### [WHAT YOU SHOULD DO]
Check each line of the entries below for the word "events", and copy out the ones that have it.

### [LISTED RECORDS]
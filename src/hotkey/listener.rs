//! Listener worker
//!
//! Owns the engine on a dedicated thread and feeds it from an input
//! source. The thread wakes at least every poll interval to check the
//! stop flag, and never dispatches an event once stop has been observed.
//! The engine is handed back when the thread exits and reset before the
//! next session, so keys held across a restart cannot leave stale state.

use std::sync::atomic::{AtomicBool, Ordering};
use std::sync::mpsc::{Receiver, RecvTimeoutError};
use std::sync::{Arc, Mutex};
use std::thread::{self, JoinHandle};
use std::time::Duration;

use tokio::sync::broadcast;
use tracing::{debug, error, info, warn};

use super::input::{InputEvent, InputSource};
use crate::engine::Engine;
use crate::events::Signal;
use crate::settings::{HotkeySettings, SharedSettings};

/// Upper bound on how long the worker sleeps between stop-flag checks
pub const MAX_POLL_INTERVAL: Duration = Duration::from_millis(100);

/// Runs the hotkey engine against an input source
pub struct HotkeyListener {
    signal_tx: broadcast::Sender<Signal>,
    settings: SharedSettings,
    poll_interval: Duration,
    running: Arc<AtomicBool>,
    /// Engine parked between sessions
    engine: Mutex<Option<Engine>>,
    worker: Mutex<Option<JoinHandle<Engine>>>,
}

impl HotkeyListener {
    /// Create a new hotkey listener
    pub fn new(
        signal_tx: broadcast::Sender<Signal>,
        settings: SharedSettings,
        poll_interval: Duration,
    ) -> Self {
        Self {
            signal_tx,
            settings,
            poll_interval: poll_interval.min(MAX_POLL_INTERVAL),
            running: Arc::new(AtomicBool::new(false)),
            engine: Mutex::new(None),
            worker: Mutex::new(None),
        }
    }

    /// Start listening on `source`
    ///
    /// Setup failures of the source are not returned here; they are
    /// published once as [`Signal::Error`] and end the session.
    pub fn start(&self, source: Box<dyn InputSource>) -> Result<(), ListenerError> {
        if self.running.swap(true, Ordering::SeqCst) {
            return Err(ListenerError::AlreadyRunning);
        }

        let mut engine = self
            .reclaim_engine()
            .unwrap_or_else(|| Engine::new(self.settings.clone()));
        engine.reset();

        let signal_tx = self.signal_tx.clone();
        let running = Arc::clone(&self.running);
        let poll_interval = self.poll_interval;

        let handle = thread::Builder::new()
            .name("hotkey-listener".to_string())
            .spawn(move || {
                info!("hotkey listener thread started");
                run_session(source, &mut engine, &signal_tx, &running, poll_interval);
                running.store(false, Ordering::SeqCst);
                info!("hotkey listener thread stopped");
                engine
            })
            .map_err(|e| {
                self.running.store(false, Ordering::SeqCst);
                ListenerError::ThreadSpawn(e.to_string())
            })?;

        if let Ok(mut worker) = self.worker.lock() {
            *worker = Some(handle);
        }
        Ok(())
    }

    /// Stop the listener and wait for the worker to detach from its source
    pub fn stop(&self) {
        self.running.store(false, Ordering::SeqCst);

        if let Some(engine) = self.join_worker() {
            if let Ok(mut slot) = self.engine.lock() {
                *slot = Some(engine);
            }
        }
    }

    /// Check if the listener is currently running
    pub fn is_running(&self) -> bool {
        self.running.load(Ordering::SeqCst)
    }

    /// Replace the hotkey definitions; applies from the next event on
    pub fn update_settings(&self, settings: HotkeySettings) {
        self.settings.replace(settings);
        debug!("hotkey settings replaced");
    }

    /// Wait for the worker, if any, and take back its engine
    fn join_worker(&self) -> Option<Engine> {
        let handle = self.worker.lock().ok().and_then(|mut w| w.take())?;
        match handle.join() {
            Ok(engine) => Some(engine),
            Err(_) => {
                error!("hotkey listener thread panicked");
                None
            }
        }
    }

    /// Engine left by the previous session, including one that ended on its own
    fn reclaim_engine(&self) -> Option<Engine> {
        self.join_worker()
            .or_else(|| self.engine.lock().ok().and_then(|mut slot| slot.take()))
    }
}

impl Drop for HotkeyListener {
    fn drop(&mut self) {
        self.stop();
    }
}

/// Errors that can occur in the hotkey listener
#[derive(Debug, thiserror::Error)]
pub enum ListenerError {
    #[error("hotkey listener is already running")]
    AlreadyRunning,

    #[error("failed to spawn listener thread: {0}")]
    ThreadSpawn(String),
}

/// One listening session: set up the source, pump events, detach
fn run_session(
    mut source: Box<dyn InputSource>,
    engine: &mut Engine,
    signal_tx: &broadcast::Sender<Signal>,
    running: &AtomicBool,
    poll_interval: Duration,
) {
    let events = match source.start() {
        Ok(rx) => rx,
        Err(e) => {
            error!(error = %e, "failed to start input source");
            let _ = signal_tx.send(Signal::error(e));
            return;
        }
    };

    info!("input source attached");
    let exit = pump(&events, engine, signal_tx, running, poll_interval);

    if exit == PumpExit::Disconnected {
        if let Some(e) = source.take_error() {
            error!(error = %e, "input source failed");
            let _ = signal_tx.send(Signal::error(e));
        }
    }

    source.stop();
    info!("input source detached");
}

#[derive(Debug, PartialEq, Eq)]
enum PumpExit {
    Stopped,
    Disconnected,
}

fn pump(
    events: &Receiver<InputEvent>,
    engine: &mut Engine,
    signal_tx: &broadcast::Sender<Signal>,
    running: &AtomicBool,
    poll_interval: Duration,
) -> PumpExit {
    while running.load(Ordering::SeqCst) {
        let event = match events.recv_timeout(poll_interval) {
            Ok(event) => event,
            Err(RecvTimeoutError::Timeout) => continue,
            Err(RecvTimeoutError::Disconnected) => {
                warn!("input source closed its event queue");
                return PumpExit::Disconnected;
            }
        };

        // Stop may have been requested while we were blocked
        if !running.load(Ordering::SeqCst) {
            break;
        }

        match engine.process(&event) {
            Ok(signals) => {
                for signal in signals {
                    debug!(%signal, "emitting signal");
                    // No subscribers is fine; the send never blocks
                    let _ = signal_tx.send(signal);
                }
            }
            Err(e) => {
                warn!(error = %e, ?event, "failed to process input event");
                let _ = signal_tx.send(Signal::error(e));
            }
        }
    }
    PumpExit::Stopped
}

### [TASK RESPONSE]
use crate::events::Signal;
/// One listening session: set up the source, pump events, detach
    let events = match source.start() {
    let exit = pump(&events, engine, signal_tx, running, poll_interval);
    events: &Receiver<InputEvent>,
        let event = match events.recv_timeout(poll_interval) {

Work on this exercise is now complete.